> _Work instructions_: Starting at the line containing "return Some(id);" and ending at the line containing "not valid JSON", print every line of the material below exactly, both ends included, and stop there.

> _Stored data_:
┄┄┄┄┄┄┄┄┄┄┄┄┄┄┄┄┄┄┄┄
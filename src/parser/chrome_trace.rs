//! Parser for Chrome Trace Event JSON.
//!
//! Parses a captured trace into the in-memory [`TraceModel`].
//! Handles both the object form (`{"traceEvents": [...]}`) and the bare
//! array form, and converts microsecond timestamps to milliseconds.

use super::schema::LoadReport;
use crate::loading::LoadExpectation;
use crate::model::{EventPhase, TraceEvent, TraceModel, TraceModelBuilder};
use crate::utils::config::{FRAME_LOADER_OBJECT_NAME, MICROS_PER_MILLI, SCHEMA_VERSION};
use crate::utils::error::ParseError;
use log::{debug, info, warn};
use serde::Deserialize;
use serde_json::{Map, Value};
use std::fs::File;
use std::io::BufReader;
use std::path::Path;

/// One raw record from the `traceEvents` array
#[derive(Debug, Clone, Deserialize)]
pub struct RawTraceEvent {
    /// Comma-separated category list
    #[serde(default)]
    pub cat: String,

    #[serde(default)]
    pub name: String,

    /// Phase character (`X`, `B`, `E`, `I`, `b`, `e`, `O`, `M`, ...)
    pub ph: String,

    /// Start timestamp in microseconds
    #[serde(default)]
    pub ts: f64,

    /// Duration in microseconds (complete events only)
    #[serde(default)]
    pub dur: Option<f64>,

    #[serde(default)]
    pub pid: Value,

    #[serde(default)]
    pub tid: Value,

    #[serde(default)]
    pub id: Option<Value>,

    #[serde(default)]
    pub id2: Option<Value>,

    #[serde(default)]
    pub args: Value,
}

impl RawTraceEvent {
    fn start_ms(&self) -> f64 {
        self.ts / MICROS_PER_MILLI
    }

    fn duration_ms(&self) -> f64 {
        self.dur.unwrap_or(0.0) / MICROS_PER_MILLI
    }

    /// Event id from `id`, or the global/local scoped `id2`
    fn event_id(&self) -> Option<String> {
        if let Some(id) = self.id.as_ref().and_then(id_to_string) {
            return Some(id);
        }
        let id2 = self.id2.as_ref()?.as_object()?;
        id2.get("global")
            .or_else(|| id2.get("local"))
            .and_then(id_to_string)
    }

    fn args_object(&self) -> Option<&Map<String, Value>> {
        self.args.as_object()
    }

    fn to_event(&self, pid: u64, tid: u64, phase: EventPhase, duration: f64) -> TraceEvent {
        TraceEvent::new(pid, tid, &self.cat, &self.name, phase, self.start_ms(), duration)
            .with_args(self.args.clone())
    }
}

/// Parse a trace file from disk
///
/// **Public** - main entry point used by the analyze command
///
/// # Errors
/// * `ParseError::ReadFailed` - File cannot be opened
/// * `ParseError::JsonError` - File is not valid JSON
/// * `ParseError::InvalidFormat` - JSON is not a trace
pub fn parse_trace_file(path: impl AsRef<Path>) -> Result<TraceModel, ParseError> {
    let path = path.as_ref();
    info!("Reading trace from: {}", path.display());

    let file = File::open(path)?;
    let raw: Value = serde_json::from_reader(BufReader::new(file))?;
    parse_trace(&raw)
}

/// Parse raw trace JSON into a model
///
/// # Errors
/// * `ParseError::InvalidFormat` - Not an object/array, missing `traceEvents`,
///   or no event could be parsed
pub fn parse_trace(raw_trace: &Value) -> Result<TraceModel, ParseError> {
    let events = extract_trace_events(raw_trace)?;
    debug!("Trace holds {} raw events", events.len());

    let raw_events = parse_events_array(events)?;

    let mut builder = TraceModelBuilder::new();
    let mut ignored = 0usize;
    for raw in &raw_events {
        if !apply_event(&mut builder, raw) {
            ignored += 1;
        }
    }
    if ignored > 0 {
        debug!("Ignored {} events with unsupported phases or ids", ignored);
    }

    let model = builder.build();
    info!(
        "Parsed trace: {} processes, {} events, {:.3}ms..{:.3}ms",
        model.processes().count(),
        model.event_count(),
        model.min_timestamp(),
        model.max_timestamp()
    );
    Ok(model)
}

/// Locate the event array in either trace layout
///
/// **Private** - internal helper for parse_trace
fn extract_trace_events(raw_trace: &Value) -> Result<&[Value], ParseError> {
    match raw_trace {
        Value::Array(events) => Ok(events),
        Value::Object(obj) => match obj.get("traceEvents") {
            Some(Value::Array(events)) => Ok(events),
            Some(_) => Err(ParseError::InvalidFormat(
                "traceEvents must be an array".to_string(),
            )),
            None => Err(ParseError::InvalidFormat(
                "Trace object has no traceEvents field".to_string(),
            )),
        },
        _ => Err(ParseError::InvalidFormat(
            "Trace must be a JSON object or array".to_string(),
        )),
    }
}

/// Parse array of raw events
///
/// **Private** - internal parsing logic
fn parse_events_array(events: &[Value]) -> Result<Vec<RawTraceEvent>, ParseError> {
    let mut parsed = Vec::with_capacity(events.len());

    for (index, value) in events.iter().enumerate() {
        match RawTraceEvent::deserialize(value) {
            Ok(event) => parsed.push(event),
            Err(e) => {
                // Log but don't fail - some events may be malformed
                warn!("Failed to parse trace event {}: {}", index, e);
            }
        }
    }

    if parsed.is_empty() && !events.is_empty() {
        return Err(ParseError::InvalidFormat(
            "All trace events failed to parse".to_string(),
        ));
    }
    if events.is_empty() {
        warn!("Trace contains no events");
    }

    Ok(parsed)
}

/// Route one raw event into the builder. Returns false when it was ignored.
///
/// **Private** - internal helper for parse_trace
fn apply_event(builder: &mut TraceModelBuilder, raw: &RawTraceEvent) -> bool {
    let Some(pid) = parse_id_number(&raw.pid) else {
        warn!("Skipping '{}' event with unreadable pid {}", raw.name, raw.pid);
        return false;
    };
    let tid = parse_id_number(&raw.tid).unwrap_or(0);

    match raw.ph.as_str() {
        "M" => apply_metadata(builder, pid, tid, raw),
        "X" => builder.add_event(raw.to_event(pid, tid, EventPhase::Slice, raw.duration_ms())),
        "B" => builder.begin_slice(raw.to_event(pid, tid, EventPhase::Slice, 0.0)),
        "E" => builder.end_slice(pid, tid, raw.start_ms(), raw.args_object()),
        "I" | "i" | "R" | "n" => {
            builder.add_event(raw.to_event(pid, tid, EventPhase::Instant, 0.0))
        }
        "b" | "S" => {
            let Some(id) = raw.event_id() else {
                return false;
            };
            builder.begin_async(id, raw.to_event(pid, tid, EventPhase::Async, 0.0));
        }
        "e" | "F" => {
            let Some(id) = raw.event_id() else {
                return false;
            };
            builder.end_async(pid, &raw.cat, &id, &raw.name, raw.start_ms());
        }
        "N" | "O" | "D" if raw.name == FRAME_LOADER_OBJECT_NAME => {
            let Some(id) = raw.event_id() else {
                return false;
            };
            apply_frame_loader(builder, pid, &id, raw);
        }
        _ => return false,
    }
    true
}

/// **Private** - `M` events: process and thread names, process labels
fn apply_metadata(builder: &mut TraceModelBuilder, pid: u64, tid: u64, raw: &RawTraceEvent) {
    let args = raw.args_object();
    let text = |key: &str| args.and_then(|a| a.get(key)).and_then(Value::as_str);

    match (raw.name.as_str(), text("name"), text("labels")) {
        ("process_name", Some(name), _) => builder.set_process_name(pid, name),
        ("thread_name", Some(name), _) => builder.set_thread_name(pid, tid, name),
        ("process_labels", _, Some(labels)) => builder.add_process_labels(pid, labels),
        _ => {}
    }
}

/// **Private** - `N`/`O`/`D` events for `FrameLoader` objects
fn apply_frame_loader(builder: &mut TraceModelBuilder, pid: u64, id: &str, raw: &RawTraceEvent) {
    let ts = raw.start_ms();
    match raw.ph.as_str() {
        "N" => builder.create_frame_loader(pid, id, ts),
        "D" => builder.delete_frame_loader(pid, id, ts),
        _ => {
            let snapshot = raw
                .args_object()
                .and_then(|args| args.get("snapshot"))
                .and_then(Value::as_object);
            match snapshot {
                Some(snapshot) => builder.snapshot_frame_loader(pid, id, ts, snapshot),
                None => debug!("FrameLoader {} snapshot without payload at {:.3}ms", id, ts),
            }
        }
    }
}

/// Read a pid/tid given as a number, decimal string or hex string
pub fn parse_id_number(value: &Value) -> Option<u64> {
    match value {
        Value::Number(n) => n.as_u64(),
        Value::String(s) => match s.strip_prefix("0x") {
            Some(hex) => u64::from_str_radix(hex, 16).ok(),
            None => s.parse().ok(),
        },
        _ => None,
    }
}

fn id_to_string(value: &Value) -> Option<String> {
    match value {
        Value::String(s) => Some(s.clone()),
        Value::Number(n) => Some(n.to_string()),
        _ => None,
    }
}

/// Convert engine output to the report format
///
/// **Public** - used by commands to create final output
pub fn to_report(trace_file: &str, trace_end: f64, expectations: &[LoadExpectation<'_>]) -> LoadReport {
    use chrono::Utc;

    LoadReport {
        version: SCHEMA_VERSION.to_string(),
        trace_file: trace_file.to_string(),
        trace_end,
        load_expectations: expectations.iter().map(LoadExpectation::to_record).collect(),
        generated_at: Utc::now().to_rfc3339(),
    }
}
┄┄┄┄┄┄┄┄┄┄┄┄┄┄┄┄┄┄┄┄
> _Task answer_:
            return Some(id);
        }
        let id2 = self.id2.as_ref()?.as_object()?;
        id2.get("global")
            .or_else(|| id2.get("local"))
            .and_then(id_to_string)
    }

    fn args_object(&self) -> Option<&Map<String, Value>> {
        self.args.as_object()
    }

    fn to_event(&self, pid: u64, tid: u64, phase: EventPhase, duration: f64) -> TraceEvent {
        TraceEvent::new(pid, tid, &self.cat, &self.name, phase, self.start_ms(), duration)
            .with_args(self.args.clone())
    }
}

/// Parse a trace file from disk
///
/// **Public** - main entry point used by the analyze command
///
/// # Errors
/// * `ParseError::ReadFailed` - File cannot be opened
/// * `ParseError::JsonError` - File is not valid JSON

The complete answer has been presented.